[Stored data entries]
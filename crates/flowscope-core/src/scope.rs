//! Scope Builder (C5): from a `SELECT`/`UNION` AST, produces a `Scope`
//! listing visible tables (with aliases) and pre-registered columns.

use crate::config::{AmbiguityPolicy, AnalysisConfig};
use crate::error::LineageError;
use crate::model::{ColumnRef, TableRef};
use crate::registry::TableRegistry;
use crate::schema::SchemaProvider;
use crate::warning::WarningCollector;
use indexmap::IndexMap;
use sqlparser::ast::{ObjectName, Select, SetExpr, TableFactor, TableWithJoins};

/// The set of tables and columns visible to a query body during analysis.
///
/// Lives only for the duration of the SELECT/CTE body that built it. Parent
/// links support correlated subqueries (spec.md §4.9): a child scope reads
/// through to its parent on a lookup miss but never mutates it.
pub struct Scope<'p> {
    /// Keyed by lowercased alias-or-real-name; each table is additionally
    /// registered under its real name if an alias is also present.
    tables: IndexMap<String, TableRef>,
    /// column_name (lowercased) -> candidate refs, in FROM-clause order.
    columns: IndexMap<String, Vec<ColumnRef>>,
    parent: Option<&'p Scope<'p>>,
}

impl<'p> Scope<'p> {
    pub fn root() -> Self {
        Self {
            tables: IndexMap::new(),
            columns: IndexMap::new(),
            parent: None,
        }
    }

    pub fn with_parent(parent: &'p Scope<'p>) -> Self {
        Self {
            tables: IndexMap::new(),
            columns: IndexMap::new(),
            parent: Some(parent),
        }
    }

    pub fn parent(&self) -> Option<&'p Scope<'p>> {
        self.parent
    }

    pub fn tables(&self) -> impl Iterator<Item = &TableRef> {
        // tables is keyed by both real name and alias for the same table
        // when both exist; de-duplicate by identity using effective_name.
        let mut seen = std::collections::HashSet::new();
        self.tables.values().filter(move |t| seen.insert(t.effective_name().to_lowercase()))
    }

    pub fn lookup_table(&self, qualifier: &str) -> Option<&TableRef> {
        let key = qualifier.trim().to_lowercase();
        self.tables
            .get(&key)
            .or_else(|| self.parent.and_then(|p| p.lookup_table(qualifier)))
    }

    pub fn columns_named(&self, column: &str) -> Vec<&ColumnRef> {
        self.columns
            .get(&column.to_lowercase())
            .map(|v| v.iter().collect())
            .unwrap_or_default()
    }

    /// All pre-registered (column name -> candidate refs) entries, in
    /// FROM-clause order. Empty when no in-scope table had known columns
    /// (no registry entry, no schema provider).
    pub fn columns(&self) -> impl Iterator<Item = (&String, &Vec<ColumnRef>)> {
        self.columns.iter()
    }

    fn insert_table(
        &mut self,
        table_ref: TableRef,
        policy: AmbiguityPolicy,
        warnings: &mut WarningCollector,
    ) -> Result<(), LineageError> {
        let mut keys = Vec::with_capacity(2);
        keys.push(table_ref.effective_name().to_lowercase());
        if table_ref.alias.is_some() {
            let real = table_ref.table.to_lowercase();
            if real != keys[0] {
                keys.push(real);
            }
        }

        for key in &keys {
            if self.tables.contains_key(key) {
                match policy {
                    AmbiguityPolicy::Fail => {
                        return Err(LineageError::unresolved_reference(
                            key.clone(),
                            format!("duplicate table alias '{key}' in scope"),
                        ));
                    }
                    AmbiguityPolicy::Warn => {
                        warnings.warn(format!("duplicate table alias '{key}' in scope; keeping first"));
                        return Ok(());
                    }
                    AmbiguityPolicy::Ignore => return Ok(()),
                }
            }
        }

        for key in keys {
            self.tables.insert(key, table_ref.clone());
        }
        Ok(())
    }

    fn register_columns_for(&mut self, table_ref: &TableRef, columns: Vec<String>) {
        for column in columns {
            let col_ref = ColumnRef::new(table_ref.table.clone(), column.clone());
            let col_ref = if let Some(alias) = &table_ref.alias {
                col_ref.with_alias(alias.clone())
            } else {
                col_ref
            };
            self.columns
                .entry(column.to_lowercase())
                .or_default()
                .push(col_ref);
        }
    }
}

/// Signature used to recurse into a FROM-clause subquery: the Subquery
/// Analyzer (spec.md §4.9) registers it as a `Subquery`-kind table and
/// returns the `TableRef` pointing at its alias. Threaded as a callback so
/// `scope.rs` does not need to depend on `dependency.rs` directly (avoids a
/// module cycle between Scope Builder and Dependency Extractor, which call
/// into each other for derived tables).
pub trait DerivedTableAnalyzer {
    fn analyze_derived_table(
        &mut self,
        query: &sqlparser::ast::Query,
        alias: &str,
        registry: &mut TableRegistry,
        schema: Option<&dyn SchemaProvider>,
        config: &AnalysisConfig,
        warnings: &mut WarningCollector,
    ) -> Result<(), LineageError>;
}

pub struct ScopeBuilder<'a> {
    pub registry: &'a mut TableRegistry,
    pub schema: Option<&'a dyn SchemaProvider>,
    pub config: &'a AnalysisConfig,
}

impl<'a> ScopeBuilder<'a> {
    pub fn new(
        registry: &'a mut TableRegistry,
        schema: Option<&'a dyn SchemaProvider>,
        config: &'a AnalysisConfig,
    ) -> Self {
        Self {
            registry,
            schema,
            config,
        }
    }

    /// Builds a scope for a `Select`, handling each FROM item and JOIN.
    /// `derived: &mut impl DerivedTableAnalyzer` analyzes FROM-clause
    /// subqueries as derived tables before they are registered into scope.
    pub fn build_select_scope<'p>(
        &mut self,
        select: &Select,
        parent: Option<&'p Scope<'p>>,
        derived: &mut dyn DerivedTableAnalyzer,
        warnings: &mut WarningCollector,
    ) -> Result<Scope<'p>, LineageError> {
        let mut scope = match parent {
            Some(p) => Scope::with_parent(p),
            None => Scope::root(),
        };

        for twj in &select.from {
            self.add_table_with_joins(&mut scope, twj, derived, warnings)?;
        }

        Ok(scope)
    }

    fn add_table_with_joins(
        &mut self,
        scope: &mut Scope<'_>,
        twj: &TableWithJoins,
        derived: &mut dyn DerivedTableAnalyzer,
        warnings: &mut WarningCollector,
    ) -> Result<(), LineageError> {
        self.add_table_factor(scope, &twj.relation, derived, warnings)?;
        for join in &twj.joins {
            self.add_table_factor(scope, &join.relation, derived, warnings)?;
        }
        Ok(())
    }

    fn add_table_factor(
        &mut self,
        scope: &mut Scope<'_>,
        factor: &TableFactor,
        derived: &mut dyn DerivedTableAnalyzer,
        warnings: &mut WarningCollector,
    ) -> Result<(), LineageError> {
        match factor {
            TableFactor::Table { name, alias, .. } => {
                let table_ref = object_name_to_table_ref(name, alias);
                self.auto_register_source_table(&table_ref);
                self.register_columns_from_known_sources(scope, &table_ref);
                scope.insert_table(table_ref, self.config.ambiguity_policy, warnings)?;
                Ok(())
            }
            TableFactor::Derived {
                subquery, alias, ..
            } => {
                let alias = alias
                    .as_ref()
                    .ok_or_else(|| {
                        LineageError::unresolved_reference(
                            "<derived table>",
                            "a FROM-clause subquery must have an alias",
                        )
                    })?
                    .name
                    .value
                    .clone();

                derived.analyze_derived_table(
                    subquery,
                    &alias,
                    self.registry,
                    self.schema,
                    self.config,
                    warnings,
                )?;

                let mut table_ref = TableRef::new(alias.clone());
                table_ref.alias = Some(alias);
                table_ref.is_subquery = true;
                self.register_columns_from_known_sources(scope, &table_ref);
                scope.insert_table(table_ref, self.config.ambiguity_policy, warnings)?;
                Ok(())
            }
            TableFactor::NestedJoin {
                table_with_joins, ..
            } => self.add_table_with_joins(scope, table_with_joins, derived, warnings),
            // Table functions, UNNEST, etc. carry no resolvable lineage.
            _ => Ok(()),
        }
    }

    /// Auto-registers a referenced-but-unknown table as an `External` source
    /// (spec.md §4.10 step 3), consulting the Schema Provider for its
    /// columns. A no-op if the table (under any kind) is already known --
    /// `register_source_table` is itself idempotent, but checking first
    /// avoids a wasted Schema Provider lookup for tables the Registry or a
    /// prior statement already knows about (CTEs, earlier `CREATE`s).
    fn auto_register_source_table(&mut self, table_ref: &TableRef) {
        if self.registry.has_table(&table_ref.table) {
            return;
        }
        let columns = self
            .schema
            .map(|schema| schema.columns_of(&table_ref.table))
            .unwrap_or_default();
        self.registry.register_source_table(&table_ref.table, columns);
    }

    fn register_columns_from_known_sources(&self, scope: &mut Scope<'_>, table_ref: &TableRef) {
        let columns = if let Some(table_def) = self.registry.get_table(&table_ref.table) {
            table_def.column_names().into_iter().map(String::from).collect()
        } else if let Some(schema) = self.schema {
            schema.columns_of(&table_ref.table)
        } else {
            Vec::new()
        };
        scope.register_columns_for(table_ref, columns);
    }
}

pub fn object_name_to_table_ref(
    name: &ObjectName,
    alias: &Option<sqlparser::ast::TableAlias>,
) -> TableRef {
    let parts: Vec<String> = name.0.iter().map(|p| p.to_string()).collect();
    let (database, schema, table) = match parts.len() {
        0 => (None, None, String::new()),
        1 => (None, None, parts[0].clone()),
        2 => (None, Some(parts[0].clone()), parts[1].clone()),
        _ => (
            Some(parts[parts.len() - 3].clone()),
            Some(parts[parts.len() - 2].clone()),
            parts[parts.len() - 1].clone(),
        ),
    };
    let mut table_ref = TableRef::new(table);
    table_ref.database = database;
    table_ref.schema = schema;
    table_ref.alias = alias.as_ref().map(|a| a.name.value.clone());
    table_ref
}

/// Flattens a `SetExpr` into its leaf `Select`s (for UNION branch handling),
/// recursing through nested `SetExpr::Query`/`SetExpr::SetOperation` nodes.
pub fn flatten_set_expr(body: &SetExpr, out: &mut Vec<Select>) {
    match body {
        SetExpr::Select(select) => out.push((**select).clone()),
        SetExpr::Query(query) => flatten_set_expr(&query.body, out),
        SetExpr::SetOperation { left, right, .. } => {
            flatten_set_expr(left, out);
            flatten_set_expr(right, out);
        }
        _ => {}
    }
}

#[cfg(test)]
mod tests {
    use super::*;

    struct NoopDerived;
    impl DerivedTableAnalyzer for NoopDerived {
        fn analyze_derived_table(
            &mut self,
            _query: &sqlparser::ast::Query,
            _alias: &str,
            _registry: &mut TableRegistry,
            _schema: Option<&dyn SchemaProvider>,
            _config: &AnalysisConfig,
            _warnings: &mut WarningCollector,
        ) -> Result<(), LineageError> {
            Ok(())
        }
    }

    fn parse_select(sql: &str) -> Select {
        use sqlparser::dialect::GenericDialect;
        use sqlparser::parser::Parser;
        let stmts = Parser::parse_sql(&GenericDialect {}, sql).unwrap();
        match &stmts[0] {
            sqlparser::ast::Statement::Query(q) => match &*q.body {
                SetExpr::Select(s) => (**s).clone(),
                _ => panic!("expected select"),
            },
            _ => panic!("expected query"),
        }
    }

    #[test]
    fn single_table_scope_registers_alias_and_real_name() {
        let select = parse_select("SELECT * FROM orders o");
        let mut registry = TableRegistry::new();
        let config = AnalysisConfig::default();
        let mut builder = ScopeBuilder::new(&mut registry, None, &config);
        let mut warnings = WarningCollector::new();
        let mut noop = NoopDerived;
        let scope = builder
            .build_select_scope(&select, None, &mut noop, &mut warnings)
            .unwrap();
        assert!(scope.lookup_table("o").is_some());
        assert!(scope.lookup_table("orders").is_some());
    }

    #[test]
    fn join_adds_both_tables() {
        let select = parse_select(
            "SELECT * FROM orders o JOIN customers c ON o.customer_id = c.id",
        );
        let mut registry = TableRegistry::new();
        let config = AnalysisConfig::default();
        let mut builder = ScopeBuilder::new(&mut registry, None, &config);
        let mut warnings = WarningCollector::new();
        let mut noop = NoopDerived;
        let scope = builder
            .build_select_scope(&select, None, &mut noop, &mut warnings)
            .unwrap();
        assert!(scope.lookup_table("o").is_some());
        assert!(scope.lookup_table("c").is_some());
    }

    #[test]
    fn derived_table_without_alias_fails() {
        let select = parse_select("SELECT * FROM (SELECT 1 AS x)");
        let mut registry = TableRegistry::new();
        let config = AnalysisConfig::default();
        let mut builder = ScopeBuilder::new(&mut registry, None, &config);
        let mut warnings = WarningCollector::new();
        let mut noop = NoopDerived;
        let result = builder.build_select_scope(&select, None, &mut noop, &mut warnings);
        assert!(result.is_err());
    }
}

Goal of the exercise: Every line above that includes the word "when" should be listed.

Answer box:
        // when both exist; de-duplicate by identity using effective_name.
    /// FROM-clause order. Empty when no in-scope table had known columns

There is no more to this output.